TASK STATEMENT |
From the records below, please repeat exactly the line that has "and debounced writers", the line that has "pub mod subsystems;", and every line between them, and nothing else.

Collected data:
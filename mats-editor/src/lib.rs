//! Client-side state for the MatsLogic technique graph editor.
//!
//! - `session`: token restore, login, register, logout
//! - `editor`: entity caches, view state and debounced writers
//! - `subsystems`: sync, optimistic edges, layout, technique panel,
//!   selection and search
//! - `view`: projection into renderer records

pub mod editor;
pub mod scheduler;
pub mod session;
pub mod subsystems;
pub mod view;

#[cfg(test)]
mod testing;

pub use editor::{
    messages, Banner, DeleteReport, Editor, EditorError, Entities, FailureKind, TechniquePanel,
};
pub use scheduler::CoalescingScheduler;
pub use session::{Session, SessionError};
pub use subsystems::{ConnectTicket, Focus, Key, KeyPress};
pub use view::{EdgeKey, ViewEdge, ViewModel, ViewNode, ViewportCommand};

EXERCISE SOLUTION |
//! - `editor`: entity caches, view state and debounced writers
//! - `subsystems`: sync, optimistic edges, layout, technique panel,
//!   selection and search
//! - `view`: projection into renderer records

pub mod editor;
pub mod scheduler;
pub mod session;
pub mod subsystems;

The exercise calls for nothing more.